The Tcherassi Hotel and Spa is a tiny 7-room boutique hotel, designed by Silvia Tcherassi, and located in a four-story colonial mansion in the walled old city. The rooms, which range from 400-1,200 square feet, offer either views of the city or the distinctive vertical garden with more than 3,000 local plants. They feature restored original stone walls, high ceilings and private balconies meant to evoke an airy Caribbean ambiance. The largest room, a tri-level penthouse suite, has a private pool and a 250 square-foot bathroom with an indoor-outdoor shower. All of the rooms were designed by Silvia Tcherassi and bear the names of fabrics used in her fashion collections, blending fashion and interior design. All the rooms have access to four pools and a roof deck with 360-degree views of both the historic city and the sea. The hotel also has a 30-seat chic Italian restaurant. Prices start at $398 per night in March.
The Sofitel Cartagena Santa Clara occupies a unique space: the building was originally constructed as a convent in 1621. Its walls, which acted as a defensive fortification in the past, now contain colonial-style balconies. The hotel’s 122 rooms, including 19 suites, surround a pool and interior courtyard. Some rooms include butler service and high-end Hermes toiletries, and all are decorated in a French-colonial style. The hotel spa has 8 treatment rooms, a gym, tea area and solarium. Rooms start at $422 in March.
Casa Pestagua is a small boutique hotel opened in 2007 that has been lauded as one of the most charming on the globe. The building originally belonged to the Count of Pestagua, an 18th-century aristocrat, and now bears his name. It has just 11 rooms with frescoed ceilings and dotted with antiques. Guests can take their leisurely breakfast in the lush courtyard garden. The central pool is temperature-controlled and surrounded by native plants. Rooms start at $380 per night in March.
El Marques Hotel Boutique is located deep in the walled old city. To get in, you’ll have to employ the huge metal knocker on its giant wooden doors. Inside the building, ornate wooden balconies hang its over shady courtyards and terraces, while wooden beams and polished stone floors complement, whitewashed walls and low-slung canvas chairs all create a snoozy colonial feel. The hotel’s restaurant serves guests local specialties like snapper and avocado muse in the hotel’s courtyard while the atmospheric 17th-century underground cistern is now the wine cellar. Rooms start at $245 per night in March.

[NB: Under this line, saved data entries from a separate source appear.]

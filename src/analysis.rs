use crate::constants::AU_TO_DEBYE;
use crate::defaults;
use crate::errors::{Result, Spin, UhfError};
use crate::occupation::occupied_indices;
use crate::spin::{Spin2, SpinMatrix, SpinVector};
use log::debug;
use ndarray::prelude::*;
use ndarray_linalg::SVD;

/// Expectation value of S^2 and the derived multiplicity for a UHF
/// determinant, from the occupied orbital blocks and the AO overlap:
///
/// ```text
///     <S^2> = (n_a + n_b)/2 - sum |<i_a|j_b>|^2 + (n_b - n_a)^2 / 4
/// ```
///
/// An inter-spin overlap larger than the orbitals allow drives <S^2>
/// below -1/4, where the multiplicity is undefined; that is reported as
/// a degeneracy error rather than returned as NaN.
pub fn spin_square(
    mo_a: ArrayView2<f64>,
    mo_b: ArrayView2<f64>,
    s: ArrayView2<f64>,
) -> Result<(f64, f64)> {
    let nocc_a = mo_a.dim().1;
    let nocc_b = mo_b.dim().1;
    let s_ab = mo_a.t().dot(&s).dot(&mo_b);
    let ssxy = (nocc_a + nocc_b) as f64 * 0.5 - s_ab.mapv(|x| x * x).sum();
    let ssz = (nocc_b as f64 - nocc_a as f64).powi(2) * 0.25;
    let ss = ssxy + ssz;
    if ss < -0.25 {
        return Err(UhfError::NumericalDegeneracy { spin_square: ss });
    }
    let multiplicity = ((ss + 0.25).sqrt() - 0.5) * 2.0 + 1.0;
    Ok((ss, multiplicity))
}

/// Overlap between two UHF determinants and the pseudoinverse rotation
/// connecting their occupied spaces. Per spin, the occupied-block overlap
/// O = C1^T S C2 is decomposed as U diag(sigma) V^T; the determinant
/// overlap is the product of all singular values and
///
/// ```text
///     X = U diag(1/sigma) V^T
/// ```
///
/// carries the bra orbitals onto the ket ones.
pub fn det_ovlp(
    mo1: &SpinMatrix,
    mo2: &SpinMatrix,
    occ1: &SpinVector,
    occ2: &SpinVector,
    ovlp: ArrayView2<f64>,
) -> Result<(f64, SpinMatrix)> {
    let mut det = 1.0;
    let mut x: Vec<Array2<f64>> = Vec::with_capacity(2);
    for &spin in [Spin::Alpha, Spin::Beta].iter() {
        let (c1, o1) = spin_channel(mo1, occ1, spin);
        let (c2, o2) = spin_channel(mo2, occ2, spin);
        let n1 = electron_count(o1);
        let n2 = electron_count(o2);
        if n1 != n2 {
            return Err(UhfError::ElectronCountMismatch { bra: n1, ket: n2 });
        }
        if n1 == 0 {
            // empty spin channel: no singular values, unit contribution
            x.push(Array2::zeros((0, 0)));
            continue;
        }
        let c1_occ = occupied_columns(c1, o1);
        let c2_occ = occupied_columns(c2, o2);
        let o = c1_occ.t().dot(&ovlp).dot(&c2_occ);
        let (u_opt, sv, vt_opt) = o.svd(true, true)?;
        let u = u_opt.ok_or_else(missing_svd)?;
        let vt = vt_opt.ok_or_else(missing_svd)?;
        for (i, &v) in sv.iter().enumerate() {
            if v <= defaults::SV_FLOOR {
                return Err(UhfError::SingularOverlap {
                    spin,
                    index: i,
                    value: v,
                });
            }
        }
        det *= sv.iter().product::<f64>();
        let sv_inv = sv.mapv(|v| 1.0 / v);
        x.push((&u * &sv_inv).dot(&vt));
    }
    let x_b = x.pop().ok_or_else(missing_svd)?;
    let x_a = x.pop().ok_or_else(missing_svd)?;
    Ok((det, Spin2::new(x_a, x_b)))
}

/// Asymmetric transition density matrix between two determinants,
/// D = C1_occ X C2_occ^T per spin, with X from `det_ovlp`.
pub fn make_asym_dm(
    mo1: &SpinMatrix,
    mo2: &SpinMatrix,
    occ1: &SpinVector,
    occ2: &SpinVector,
    x: &SpinMatrix,
) -> Result<SpinMatrix> {
    occ1.nmo()?;
    occ2.nmo()?;
    let dm = |c1: &Array2<f64>, o1: &Array1<f64>, c2: &Array2<f64>, o2: &Array1<f64>, xm: &Array2<f64>| {
        let c1_occ = occupied_columns(c1, o1);
        let c2_occ = occupied_columns(c2, o2);
        c1_occ.dot(xm).dot(&c2_occ.t())
    };
    Ok(Spin2::new(
        dm(&mo1.alpha, &occ1.alpha, &mo2.alpha, &occ2.alpha, &x.alpha),
        dm(&mo1.beta, &occ1.beta, &mo2.beta, &occ2.beta, &x.beta),
    ))
}

/// Mulliken population analysis. Per-AO populations are the diagonal of
/// D S for each spin; summing them per atom and subtracting from the
/// nuclear charges gives partial atomic charges.
pub fn mulliken_pop(
    dm: &SpinMatrix,
    s: ArrayView2<f64>,
    ao_to_atom: &[usize],
    atom_charges: ArrayView1<f64>,
) -> Result<(SpinVector, Array1<f64>)> {
    let nao = dm.nao()?;
    if ao_to_atom.len() != nao {
        return Err(UhfError::DimensionMismatch {
            context: "AO-to-atom map",
            expected: nao,
            found: ao_to_atom.len(),
        });
    }
    let natoms = atom_charges.len();
    if let Some(&bad) = ao_to_atom.iter().find(|&&a| a >= natoms) {
        return Err(UhfError::DimensionMismatch {
            context: "AO-to-atom map entry",
            expected: natoms,
            found: bad,
        });
    }
    let pop_a = dm.alpha.dot(&s).diag().to_owned();
    let pop_b = dm.beta.dot(&s).diag().to_owned();
    let mut charges = atom_charges.to_owned();
    for (i, &atom) in ao_to_atom.iter().enumerate() {
        charges[atom] -= pop_a[i] + pop_b[i];
    }
    debug!("mulliken populations (alpha): {}", pop_a);
    debug!("mulliken populations (beta):  {}", pop_b);
    Ok((Spin2::new(pop_a, pop_b), charges))
}

/// Mulliken analysis in an orthogonalized AO basis. The density pair is
/// transformed with C_inv = L^T S for the given orthogonalization
/// coefficients L (e.g. meta-Loewdin), after which the populations are
/// plain diagonal sums.
pub fn mulliken_meta(
    dm: &SpinMatrix,
    s: ArrayView2<f64>,
    orth_coeff: ArrayView2<f64>,
    ao_to_atom: &[usize],
    atom_charges: ArrayView1<f64>,
) -> Result<(SpinVector, Array1<f64>)> {
    let nao = dm.nao()?;
    if orth_coeff.dim() != (nao, nao) {
        return Err(UhfError::DimensionMismatch {
            context: "orthogonalization coefficients",
            expected: nao,
            found: orth_coeff.dim().0,
        });
    }
    let c_inv = orth_coeff.t().dot(&s);
    let transform = |d: &Array2<f64>| c_inv.dot(d).dot(&c_inv.t());
    let dm_orth = Spin2::new(transform(&dm.alpha), transform(&dm.beta));
    let eye: Array2<f64> = Array2::eye(nao);
    mulliken_pop(&dm_orth, eye.view(), ao_to_atom, atom_charges)
}

/// Molecular dipole moment in Debye. `ao_dip` holds the three Cartesian
/// AO dipole integral matrices; the electronic part is contracted with
/// the spin-summed density and subtracted from the nuclear part.
pub fn dip_moment(
    dm: &SpinMatrix,
    ao_dip: &[Array2<f64>; 3],
    atom_charges: ArrayView1<f64>,
    atom_coords: ArrayView2<f64>,
) -> Result<[f64; 3]> {
    let nao = dm.nao()?;
    let natoms = atom_charges.len();
    if atom_coords.dim() != (natoms, 3) {
        return Err(UhfError::DimensionMismatch {
            context: "atom coordinates",
            expected: natoms,
            found: atom_coords.dim().0,
        });
    }
    let dm_tot = dm.total();
    let mut mol_dip = [0.0; 3];
    for (x, component) in ao_dip.iter().enumerate() {
        if component.dim() != (nao, nao) {
            return Err(UhfError::DimensionMismatch {
                context: "dipole integrals",
                expected: nao,
                found: component.dim().0,
            });
        }
        let el = (component * &dm_tot.t()).sum();
        let nucl = atom_charges.dot(&atom_coords.column(x));
        mol_dip[x] = (nucl - el) * AU_TO_DEBYE;
    }
    Ok(mol_dip)
}

fn spin_channel<'a>(
    mo: &'a SpinMatrix,
    occ: &'a SpinVector,
    spin: Spin,
) -> (&'a Array2<f64>, &'a Array1<f64>) {
    match spin {
        Spin::Alpha => (&mo.alpha, &occ.alpha),
        Spin::Beta => (&mo.beta, &occ.beta),
    }
}

fn occupied_columns(c: &Array2<f64>, occ: &Array1<f64>) -> Array2<f64> {
    c.select(Axis(1), &occupied_indices(occ))
}

fn electron_count(occ: &Array1<f64>) -> usize {
    occ.sum().round() as usize
}

fn missing_svd() -> UhfError {
    UhfError::Linalg(String::from("SVD returned no singular vectors"))
}

#[test]
fn single_unpaired_electron_is_a_doublet() {
    let mo_a: Array2<f64> = array![[1.0], [0.0]];
    let mo_b = Array2::<f64>::zeros((2, 0));
    let s: Array2<f64> = Array2::eye(2);
    let (ss, mult) = spin_square(mo_a.view(), mo_b.view(), s.view()).unwrap();
    approx::assert_abs_diff_eq!(ss, 0.75, epsilon = 1e-12);
    approx::assert_abs_diff_eq!(mult, 2.0, epsilon = 1e-12);
}

#[test]
fn identical_closed_shell_orbitals_are_a_singlet() {
    let mo: Array2<f64> = Array2::eye(2);
    let s: Array2<f64> = Array2::eye(2);
    let (ss, mult) = spin_square(mo.view(), mo.view(), s.view()).unwrap();
    approx::assert_abs_diff_eq!(ss, 0.0, epsilon = 1e-12);
    approx::assert_abs_diff_eq!(mult, 1.0, epsilon = 1e-12);
}

#[test]
fn unphysical_overlap_is_rejected() {
    // inter-spin overlap of 4 for one electron pair drives <S^2> far below
    // the -1/4 bound
    let mo: Array2<f64> = array![[2.0]];
    let s: Array2<f64> = Array2::eye(1);
    let err = spin_square(mo.view(), mo.view(), s.view()).unwrap_err();
    match err {
        UhfError::NumericalDegeneracy { spin_square } => assert!(spin_square < -0.25),
        other => panic!("unexpected error {:?}", other),
    }
}

#[cfg(test)]
fn doublet_pair() -> (SpinMatrix, SpinVector) {
    let mo = Spin2::new(Array2::<f64>::eye(2), Array2::<f64>::eye(2));
    let occ = Spin2::new(array![1.0, 0.0], array![1.0, 0.0]);
    (mo, occ)
}

#[test]
fn identical_determinants_have_unit_overlap() {
    let (mo, occ) = doublet_pair();
    let s: Array2<f64> = Array2::eye(2);
    let (det, x) = det_ovlp(&mo, &mo, &occ, &occ, s.view()).unwrap();
    approx::assert_abs_diff_eq!(det, 1.0, epsilon = 1e-12);
    approx::assert_abs_diff_eq!(x.alpha, Array2::eye(1), epsilon = 1e-12);
}

#[test]
fn orthogonal_determinants_are_singular() {
    let (mo, occ1) = doublet_pair();
    let occ2 = Spin2::new(array![0.0, 1.0], array![0.0, 1.0]);
    let s: Array2<f64> = Array2::eye(2);
    let err = det_ovlp(&mo, &mo, &occ1, &occ2, s.view()).unwrap_err();
    assert!(matches!(err, UhfError::SingularOverlap { .. }));
}

#[test]
fn electron_counts_must_match_per_spin() {
    let (mo, occ1) = doublet_pair();
    let occ2 = Spin2::new(array![1.0, 1.0], array![1.0, 0.0]);
    let s: Array2<f64> = Array2::eye(2);
    let err = det_ovlp(&mo, &mo, &occ1, &occ2, s.view()).unwrap_err();
    assert!(matches!(
        err,
        UhfError::ElectronCountMismatch { bra: 1, ket: 2 }
    ));
}

#[test]
fn asym_dm_of_identical_determinants_is_the_density() {
    let (mo, occ) = doublet_pair();
    let s: Array2<f64> = Array2::eye(2);
    let (_, x) = det_ovlp(&mo, &mo, &occ, &occ, s.view()).unwrap();
    let dm = make_asym_dm(&mo, &mo, &occ, &occ, &x).unwrap();
    approx::assert_abs_diff_eq!(dm.alpha, array![[1.0, 0.0], [0.0, 0.0]], epsilon = 1e-12);
}

#[test]
fn mulliken_charges_of_a_neutral_symmetric_dimer() {
    let dm = Spin2::new(
        array![[0.5, 0.0], [0.0, 0.5]],
        array![[0.5, 0.0], [0.0, 0.5]],
    );
    let s: Array2<f64> = Array2::eye(2);
    let charges_in: Array1<f64> = array![1.0, 1.0];
    let (pop, chg) = mulliken_pop(&dm, s.view(), &[0, 1], charges_in.view()).unwrap();
    approx::assert_abs_diff_eq!(pop.alpha, array![0.5, 0.5], epsilon = 1e-12);
    approx::assert_abs_diff_eq!(chg, array![0.0, 0.0], epsilon = 1e-12);
}

#[test]
fn meta_analysis_reduces_to_plain_for_orthonormal_aos() {
    let dm = Spin2::new(
        array![[0.6, 0.1], [0.1, 0.4]],
        array![[0.5, 0.0], [0.0, 0.5]],
    );
    let s: Array2<f64> = Array2::eye(2);
    let orth: Array2<f64> = Array2::eye(2);
    let charges_in: Array1<f64> = array![1.0, 1.0];
    let plain = mulliken_pop(&dm, s.view(), &[0, 1], charges_in.view()).unwrap();
    let meta = mulliken_meta(&dm, s.view(), orth.view(), &[0, 1], charges_in.view()).unwrap();
    approx::assert_abs_diff_eq!(plain.1, meta.1, epsilon = 1e-12);
}

#[test]
fn dipole_of_a_point_charge_with_off_center_density() {
    let dm = Spin2::new(array![[1.0]], array![[1.0]]);
    let ao_dip = [array![[0.5]], array![[0.0]], array![[0.0]]];
    let charges: Array1<f64> = array![2.0];
    let coords: Array2<f64> = array![[1.0, 0.0, 0.0]];
    let dip = dip_moment(&dm, &ao_dip, charges.view(), coords.view()).unwrap();
    approx::assert_abs_diff_eq!(dip[0], (2.0 - 1.0) * AU_TO_DEBYE, epsilon = 1e-10);
    approx::assert_abs_diff_eq!(dip[1], 2.0 * 0.0, epsilon = 1e-12);
}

The Hotel Spa Karmairi is a 14-room beach resort about 15 minutes north of the old city in the fishing village of Manzanillo del Mar. More like a tropical beach lodge, the resort’s buildings include thatched roofs, stone walls and floors and chairs made from driftwood chairs. New Age devotees should enjoy the fact that the mattresses contain specially distributed magnets to align the body’s magnetic field, while beachgoers can enjoy the peace and quiet out here as opposed to the more crowded city beaches. Rooms start at $174 in March.